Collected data
◆ ◆ ◆ ◆

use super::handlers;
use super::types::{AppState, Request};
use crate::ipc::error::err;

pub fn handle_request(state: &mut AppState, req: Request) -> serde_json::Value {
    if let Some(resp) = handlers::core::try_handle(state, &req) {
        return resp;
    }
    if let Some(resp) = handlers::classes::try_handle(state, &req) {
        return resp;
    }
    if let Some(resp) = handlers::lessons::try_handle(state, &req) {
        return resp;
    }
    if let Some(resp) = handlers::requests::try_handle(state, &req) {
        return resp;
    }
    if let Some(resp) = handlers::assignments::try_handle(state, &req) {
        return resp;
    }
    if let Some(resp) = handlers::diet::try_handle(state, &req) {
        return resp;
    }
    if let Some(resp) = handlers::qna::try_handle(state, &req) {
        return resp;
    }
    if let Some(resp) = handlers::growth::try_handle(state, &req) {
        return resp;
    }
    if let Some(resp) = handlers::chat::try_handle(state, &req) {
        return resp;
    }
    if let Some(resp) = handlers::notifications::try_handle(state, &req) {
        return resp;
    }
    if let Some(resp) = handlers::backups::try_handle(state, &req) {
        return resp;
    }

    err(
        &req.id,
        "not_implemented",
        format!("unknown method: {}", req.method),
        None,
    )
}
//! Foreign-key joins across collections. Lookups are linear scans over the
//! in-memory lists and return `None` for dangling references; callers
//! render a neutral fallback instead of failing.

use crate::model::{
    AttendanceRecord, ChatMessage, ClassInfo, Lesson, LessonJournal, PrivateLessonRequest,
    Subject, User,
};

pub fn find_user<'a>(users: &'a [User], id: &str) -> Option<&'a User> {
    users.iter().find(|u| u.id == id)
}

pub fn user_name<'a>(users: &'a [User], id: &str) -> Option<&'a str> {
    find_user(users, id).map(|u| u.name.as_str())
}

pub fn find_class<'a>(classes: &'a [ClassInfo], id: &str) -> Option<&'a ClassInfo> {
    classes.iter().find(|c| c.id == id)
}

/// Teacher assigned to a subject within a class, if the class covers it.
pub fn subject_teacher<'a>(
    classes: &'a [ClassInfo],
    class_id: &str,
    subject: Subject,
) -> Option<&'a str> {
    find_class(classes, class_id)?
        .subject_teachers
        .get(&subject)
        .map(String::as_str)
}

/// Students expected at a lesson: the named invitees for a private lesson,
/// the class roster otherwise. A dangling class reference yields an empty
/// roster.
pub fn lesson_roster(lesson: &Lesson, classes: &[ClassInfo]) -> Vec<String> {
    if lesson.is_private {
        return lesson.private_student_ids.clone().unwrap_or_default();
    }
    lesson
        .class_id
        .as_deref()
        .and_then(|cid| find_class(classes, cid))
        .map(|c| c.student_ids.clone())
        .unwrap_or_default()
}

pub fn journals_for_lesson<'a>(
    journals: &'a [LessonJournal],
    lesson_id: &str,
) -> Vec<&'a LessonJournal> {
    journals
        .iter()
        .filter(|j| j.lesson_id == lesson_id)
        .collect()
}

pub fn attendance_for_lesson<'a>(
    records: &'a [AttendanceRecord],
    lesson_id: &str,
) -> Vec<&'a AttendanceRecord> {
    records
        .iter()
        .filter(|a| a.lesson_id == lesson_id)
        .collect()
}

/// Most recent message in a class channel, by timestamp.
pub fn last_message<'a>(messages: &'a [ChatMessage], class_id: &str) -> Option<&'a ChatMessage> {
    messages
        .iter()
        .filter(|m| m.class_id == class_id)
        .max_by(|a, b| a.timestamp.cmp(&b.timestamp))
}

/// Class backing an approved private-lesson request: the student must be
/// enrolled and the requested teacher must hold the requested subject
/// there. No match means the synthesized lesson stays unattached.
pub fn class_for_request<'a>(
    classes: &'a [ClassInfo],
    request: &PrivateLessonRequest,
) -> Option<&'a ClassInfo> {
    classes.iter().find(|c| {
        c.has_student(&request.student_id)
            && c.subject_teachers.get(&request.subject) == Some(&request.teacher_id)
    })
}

◆ ◆ ◆ ◆

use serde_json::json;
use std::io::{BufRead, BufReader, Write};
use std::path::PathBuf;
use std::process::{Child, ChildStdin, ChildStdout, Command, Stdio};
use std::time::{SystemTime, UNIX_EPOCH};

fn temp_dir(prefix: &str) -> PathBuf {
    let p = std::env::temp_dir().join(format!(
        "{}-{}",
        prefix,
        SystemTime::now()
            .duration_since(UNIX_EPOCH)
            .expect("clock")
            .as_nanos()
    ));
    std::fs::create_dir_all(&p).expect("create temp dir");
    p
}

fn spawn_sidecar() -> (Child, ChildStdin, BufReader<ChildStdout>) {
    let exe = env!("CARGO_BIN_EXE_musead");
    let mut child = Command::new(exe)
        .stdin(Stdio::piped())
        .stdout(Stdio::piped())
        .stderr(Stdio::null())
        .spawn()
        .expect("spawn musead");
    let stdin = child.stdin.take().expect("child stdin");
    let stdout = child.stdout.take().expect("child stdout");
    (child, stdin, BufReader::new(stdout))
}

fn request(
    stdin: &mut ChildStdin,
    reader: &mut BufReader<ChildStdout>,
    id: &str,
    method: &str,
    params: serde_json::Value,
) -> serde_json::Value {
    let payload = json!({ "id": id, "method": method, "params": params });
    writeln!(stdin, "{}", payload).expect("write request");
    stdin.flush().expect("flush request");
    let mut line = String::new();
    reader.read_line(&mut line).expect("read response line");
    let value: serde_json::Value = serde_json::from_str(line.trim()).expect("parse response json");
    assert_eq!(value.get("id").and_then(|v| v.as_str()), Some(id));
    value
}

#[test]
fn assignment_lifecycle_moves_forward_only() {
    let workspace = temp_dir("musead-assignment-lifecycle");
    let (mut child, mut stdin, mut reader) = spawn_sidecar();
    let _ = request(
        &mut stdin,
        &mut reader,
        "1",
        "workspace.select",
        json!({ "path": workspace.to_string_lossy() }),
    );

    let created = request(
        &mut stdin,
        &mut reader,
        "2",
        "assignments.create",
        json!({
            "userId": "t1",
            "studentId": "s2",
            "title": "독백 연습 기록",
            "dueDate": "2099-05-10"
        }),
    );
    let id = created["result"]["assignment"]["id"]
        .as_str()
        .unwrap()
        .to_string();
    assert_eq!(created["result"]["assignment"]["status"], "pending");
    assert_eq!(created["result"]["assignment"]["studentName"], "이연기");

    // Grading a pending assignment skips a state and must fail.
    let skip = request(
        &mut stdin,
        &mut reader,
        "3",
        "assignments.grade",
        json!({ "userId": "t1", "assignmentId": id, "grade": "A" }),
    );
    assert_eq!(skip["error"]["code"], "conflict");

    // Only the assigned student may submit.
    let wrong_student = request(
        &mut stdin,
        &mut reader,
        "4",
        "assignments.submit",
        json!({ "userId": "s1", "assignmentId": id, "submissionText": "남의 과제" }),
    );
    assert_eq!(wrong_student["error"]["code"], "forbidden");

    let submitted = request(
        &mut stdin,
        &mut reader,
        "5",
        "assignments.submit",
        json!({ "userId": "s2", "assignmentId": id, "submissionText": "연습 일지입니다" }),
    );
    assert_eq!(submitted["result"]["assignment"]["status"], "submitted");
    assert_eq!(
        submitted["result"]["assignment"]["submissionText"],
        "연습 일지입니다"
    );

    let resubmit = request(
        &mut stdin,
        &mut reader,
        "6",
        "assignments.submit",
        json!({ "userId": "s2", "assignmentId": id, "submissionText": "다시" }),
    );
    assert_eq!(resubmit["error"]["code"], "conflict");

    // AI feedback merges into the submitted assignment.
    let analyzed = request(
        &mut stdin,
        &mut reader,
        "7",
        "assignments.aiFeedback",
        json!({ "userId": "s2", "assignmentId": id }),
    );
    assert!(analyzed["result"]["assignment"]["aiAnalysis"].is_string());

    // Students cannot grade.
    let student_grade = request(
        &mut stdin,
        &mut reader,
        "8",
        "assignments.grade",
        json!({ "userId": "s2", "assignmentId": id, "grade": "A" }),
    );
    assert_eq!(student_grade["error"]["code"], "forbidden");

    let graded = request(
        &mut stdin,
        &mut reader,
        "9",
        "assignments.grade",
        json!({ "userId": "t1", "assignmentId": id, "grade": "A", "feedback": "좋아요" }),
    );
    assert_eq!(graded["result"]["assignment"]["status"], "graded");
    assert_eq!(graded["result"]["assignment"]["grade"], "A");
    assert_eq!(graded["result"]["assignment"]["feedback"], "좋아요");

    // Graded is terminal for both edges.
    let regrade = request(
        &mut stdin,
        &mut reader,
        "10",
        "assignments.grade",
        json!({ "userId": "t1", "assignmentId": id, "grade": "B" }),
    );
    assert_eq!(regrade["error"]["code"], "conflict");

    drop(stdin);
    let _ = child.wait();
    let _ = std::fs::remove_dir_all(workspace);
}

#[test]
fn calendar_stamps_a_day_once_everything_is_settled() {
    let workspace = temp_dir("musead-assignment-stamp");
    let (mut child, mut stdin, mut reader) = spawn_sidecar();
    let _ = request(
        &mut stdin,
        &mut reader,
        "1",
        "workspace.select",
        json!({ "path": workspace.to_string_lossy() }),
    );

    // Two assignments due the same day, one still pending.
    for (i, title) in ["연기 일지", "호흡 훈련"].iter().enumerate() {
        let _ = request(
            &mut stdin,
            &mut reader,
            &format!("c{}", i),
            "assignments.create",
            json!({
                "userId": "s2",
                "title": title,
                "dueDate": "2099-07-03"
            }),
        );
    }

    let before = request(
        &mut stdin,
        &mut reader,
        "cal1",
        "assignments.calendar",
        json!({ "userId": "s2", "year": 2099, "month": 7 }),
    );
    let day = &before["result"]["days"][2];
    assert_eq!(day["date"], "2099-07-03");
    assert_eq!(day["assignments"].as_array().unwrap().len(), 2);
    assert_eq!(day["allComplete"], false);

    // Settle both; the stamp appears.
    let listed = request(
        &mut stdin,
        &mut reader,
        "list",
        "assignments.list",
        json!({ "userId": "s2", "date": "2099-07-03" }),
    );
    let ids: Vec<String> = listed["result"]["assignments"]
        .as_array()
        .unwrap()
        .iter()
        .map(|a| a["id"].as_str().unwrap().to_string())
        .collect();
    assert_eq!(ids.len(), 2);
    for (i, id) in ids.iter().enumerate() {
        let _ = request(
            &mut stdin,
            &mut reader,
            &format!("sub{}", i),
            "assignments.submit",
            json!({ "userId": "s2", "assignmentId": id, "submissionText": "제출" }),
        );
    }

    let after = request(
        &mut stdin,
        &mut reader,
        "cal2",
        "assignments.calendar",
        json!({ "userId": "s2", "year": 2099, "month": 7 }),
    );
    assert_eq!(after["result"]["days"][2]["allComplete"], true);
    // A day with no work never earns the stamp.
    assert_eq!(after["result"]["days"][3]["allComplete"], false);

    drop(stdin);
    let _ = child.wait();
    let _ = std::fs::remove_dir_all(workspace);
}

◆ ◆ ◆ ◆

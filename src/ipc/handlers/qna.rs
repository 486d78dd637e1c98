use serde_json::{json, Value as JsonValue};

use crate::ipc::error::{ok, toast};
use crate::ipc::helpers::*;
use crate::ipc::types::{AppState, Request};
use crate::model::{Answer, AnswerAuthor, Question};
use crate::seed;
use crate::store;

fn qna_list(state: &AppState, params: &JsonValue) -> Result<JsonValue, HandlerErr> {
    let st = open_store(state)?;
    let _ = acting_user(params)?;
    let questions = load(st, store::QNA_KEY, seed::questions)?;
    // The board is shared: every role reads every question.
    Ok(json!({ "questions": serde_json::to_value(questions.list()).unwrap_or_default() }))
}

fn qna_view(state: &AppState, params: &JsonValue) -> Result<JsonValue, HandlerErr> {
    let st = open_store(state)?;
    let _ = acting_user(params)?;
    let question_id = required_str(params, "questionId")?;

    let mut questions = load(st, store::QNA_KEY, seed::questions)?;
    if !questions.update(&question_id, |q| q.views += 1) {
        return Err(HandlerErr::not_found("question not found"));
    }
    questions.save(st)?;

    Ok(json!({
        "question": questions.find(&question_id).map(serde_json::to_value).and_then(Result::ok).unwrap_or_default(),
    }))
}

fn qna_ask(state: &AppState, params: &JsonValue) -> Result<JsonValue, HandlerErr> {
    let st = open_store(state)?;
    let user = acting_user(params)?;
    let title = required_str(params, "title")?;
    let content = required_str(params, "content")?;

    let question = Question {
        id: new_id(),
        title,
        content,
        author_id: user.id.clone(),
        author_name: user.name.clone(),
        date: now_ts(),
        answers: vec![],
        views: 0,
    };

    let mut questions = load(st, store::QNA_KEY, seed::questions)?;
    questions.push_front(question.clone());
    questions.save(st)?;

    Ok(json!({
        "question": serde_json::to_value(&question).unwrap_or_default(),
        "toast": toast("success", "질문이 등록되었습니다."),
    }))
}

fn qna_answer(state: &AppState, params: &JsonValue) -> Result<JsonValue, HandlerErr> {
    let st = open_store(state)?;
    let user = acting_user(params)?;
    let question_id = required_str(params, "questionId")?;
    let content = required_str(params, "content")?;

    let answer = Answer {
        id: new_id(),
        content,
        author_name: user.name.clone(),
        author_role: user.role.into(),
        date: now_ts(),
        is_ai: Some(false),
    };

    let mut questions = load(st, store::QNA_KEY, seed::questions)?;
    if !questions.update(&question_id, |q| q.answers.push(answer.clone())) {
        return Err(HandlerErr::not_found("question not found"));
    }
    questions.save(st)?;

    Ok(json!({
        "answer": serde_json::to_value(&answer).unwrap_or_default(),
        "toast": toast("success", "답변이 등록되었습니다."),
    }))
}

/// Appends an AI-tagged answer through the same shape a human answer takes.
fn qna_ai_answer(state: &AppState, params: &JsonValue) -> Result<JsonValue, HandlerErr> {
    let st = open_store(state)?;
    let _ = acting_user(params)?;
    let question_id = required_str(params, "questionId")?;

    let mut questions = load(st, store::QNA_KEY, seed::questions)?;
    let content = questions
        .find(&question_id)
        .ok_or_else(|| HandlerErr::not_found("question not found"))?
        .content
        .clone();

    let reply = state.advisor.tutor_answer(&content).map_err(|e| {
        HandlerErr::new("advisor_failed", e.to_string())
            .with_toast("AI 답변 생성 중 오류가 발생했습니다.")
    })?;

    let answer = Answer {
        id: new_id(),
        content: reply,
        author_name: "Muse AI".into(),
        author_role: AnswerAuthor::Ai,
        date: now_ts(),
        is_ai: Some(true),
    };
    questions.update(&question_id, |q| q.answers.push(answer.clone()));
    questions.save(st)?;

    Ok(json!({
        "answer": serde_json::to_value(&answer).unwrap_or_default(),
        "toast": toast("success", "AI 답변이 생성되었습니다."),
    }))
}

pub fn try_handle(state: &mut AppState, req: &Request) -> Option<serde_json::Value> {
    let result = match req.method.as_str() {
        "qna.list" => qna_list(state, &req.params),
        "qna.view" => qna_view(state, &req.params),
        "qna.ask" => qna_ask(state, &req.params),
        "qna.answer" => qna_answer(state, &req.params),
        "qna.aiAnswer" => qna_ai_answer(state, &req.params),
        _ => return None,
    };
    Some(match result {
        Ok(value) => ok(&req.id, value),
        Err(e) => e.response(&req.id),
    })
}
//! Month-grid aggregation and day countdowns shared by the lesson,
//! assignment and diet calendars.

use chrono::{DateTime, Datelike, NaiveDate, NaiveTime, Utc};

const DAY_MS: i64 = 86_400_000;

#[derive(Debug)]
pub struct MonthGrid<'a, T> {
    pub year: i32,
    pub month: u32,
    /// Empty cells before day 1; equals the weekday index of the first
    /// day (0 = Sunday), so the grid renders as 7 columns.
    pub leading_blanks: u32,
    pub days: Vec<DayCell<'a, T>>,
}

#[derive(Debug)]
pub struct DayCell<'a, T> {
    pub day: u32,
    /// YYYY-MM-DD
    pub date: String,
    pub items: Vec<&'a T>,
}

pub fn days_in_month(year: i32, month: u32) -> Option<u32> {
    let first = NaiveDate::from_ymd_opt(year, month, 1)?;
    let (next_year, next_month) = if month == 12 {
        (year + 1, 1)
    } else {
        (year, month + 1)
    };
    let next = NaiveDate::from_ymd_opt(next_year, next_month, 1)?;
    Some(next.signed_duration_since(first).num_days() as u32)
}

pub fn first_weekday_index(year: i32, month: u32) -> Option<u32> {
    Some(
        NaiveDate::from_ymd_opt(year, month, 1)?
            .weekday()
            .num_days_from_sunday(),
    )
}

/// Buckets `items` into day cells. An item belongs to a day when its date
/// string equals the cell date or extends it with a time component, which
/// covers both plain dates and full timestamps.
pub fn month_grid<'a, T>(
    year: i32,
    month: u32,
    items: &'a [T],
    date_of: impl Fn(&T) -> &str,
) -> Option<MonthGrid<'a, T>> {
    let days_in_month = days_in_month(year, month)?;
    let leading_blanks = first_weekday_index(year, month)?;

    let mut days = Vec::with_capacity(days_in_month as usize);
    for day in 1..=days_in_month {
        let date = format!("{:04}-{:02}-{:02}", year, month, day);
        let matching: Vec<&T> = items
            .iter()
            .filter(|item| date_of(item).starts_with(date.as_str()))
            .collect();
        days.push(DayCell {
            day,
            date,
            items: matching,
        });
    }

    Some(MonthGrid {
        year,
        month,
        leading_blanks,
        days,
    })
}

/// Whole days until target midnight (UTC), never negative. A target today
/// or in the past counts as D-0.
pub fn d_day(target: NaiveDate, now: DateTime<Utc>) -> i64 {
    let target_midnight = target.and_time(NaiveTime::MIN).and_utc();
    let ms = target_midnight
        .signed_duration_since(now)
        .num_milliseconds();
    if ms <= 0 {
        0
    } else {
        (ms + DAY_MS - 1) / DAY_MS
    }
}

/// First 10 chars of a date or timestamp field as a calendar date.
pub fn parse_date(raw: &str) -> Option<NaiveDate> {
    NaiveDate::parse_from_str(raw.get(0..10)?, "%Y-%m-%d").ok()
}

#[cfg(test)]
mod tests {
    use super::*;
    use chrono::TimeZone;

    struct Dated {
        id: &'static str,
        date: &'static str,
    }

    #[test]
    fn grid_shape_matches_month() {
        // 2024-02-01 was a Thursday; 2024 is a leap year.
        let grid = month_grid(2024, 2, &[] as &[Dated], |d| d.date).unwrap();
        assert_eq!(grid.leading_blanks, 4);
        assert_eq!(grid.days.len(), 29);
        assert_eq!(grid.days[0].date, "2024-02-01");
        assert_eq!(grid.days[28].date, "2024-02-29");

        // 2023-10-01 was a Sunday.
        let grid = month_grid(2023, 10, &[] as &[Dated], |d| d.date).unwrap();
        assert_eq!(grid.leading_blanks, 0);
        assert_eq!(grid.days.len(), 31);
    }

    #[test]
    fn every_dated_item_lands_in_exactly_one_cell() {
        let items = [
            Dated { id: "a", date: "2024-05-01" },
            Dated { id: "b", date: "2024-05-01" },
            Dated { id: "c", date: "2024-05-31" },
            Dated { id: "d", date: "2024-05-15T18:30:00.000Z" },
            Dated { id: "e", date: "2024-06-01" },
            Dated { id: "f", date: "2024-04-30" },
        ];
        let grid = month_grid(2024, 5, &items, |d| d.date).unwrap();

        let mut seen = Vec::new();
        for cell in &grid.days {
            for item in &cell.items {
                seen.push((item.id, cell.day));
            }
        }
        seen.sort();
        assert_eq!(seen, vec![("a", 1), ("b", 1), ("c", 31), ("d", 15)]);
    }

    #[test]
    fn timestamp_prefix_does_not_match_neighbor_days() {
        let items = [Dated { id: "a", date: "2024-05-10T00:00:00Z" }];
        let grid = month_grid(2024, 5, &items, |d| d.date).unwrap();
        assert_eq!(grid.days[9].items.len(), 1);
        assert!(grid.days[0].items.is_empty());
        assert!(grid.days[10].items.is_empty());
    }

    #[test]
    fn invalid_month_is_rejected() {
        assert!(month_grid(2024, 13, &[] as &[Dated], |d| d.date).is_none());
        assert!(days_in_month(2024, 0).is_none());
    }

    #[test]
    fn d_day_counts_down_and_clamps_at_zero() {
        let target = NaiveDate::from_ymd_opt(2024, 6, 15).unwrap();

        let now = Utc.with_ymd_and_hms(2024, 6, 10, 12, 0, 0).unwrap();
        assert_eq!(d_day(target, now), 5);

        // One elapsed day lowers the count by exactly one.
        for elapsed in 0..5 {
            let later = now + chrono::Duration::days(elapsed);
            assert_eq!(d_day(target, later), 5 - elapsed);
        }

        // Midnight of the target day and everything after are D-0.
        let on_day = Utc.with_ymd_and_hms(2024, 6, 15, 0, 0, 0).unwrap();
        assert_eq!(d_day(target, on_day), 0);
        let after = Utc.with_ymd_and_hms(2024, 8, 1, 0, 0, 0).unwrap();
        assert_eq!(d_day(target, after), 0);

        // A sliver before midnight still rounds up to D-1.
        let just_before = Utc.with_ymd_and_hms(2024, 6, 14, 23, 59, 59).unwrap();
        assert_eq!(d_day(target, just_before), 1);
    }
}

◆ ◆ ◆ ◆

# PROBLEM
Once you have counted every line above that contains the string "allComplete", give that number and nothing more.

# SOLVED PROBLEM
3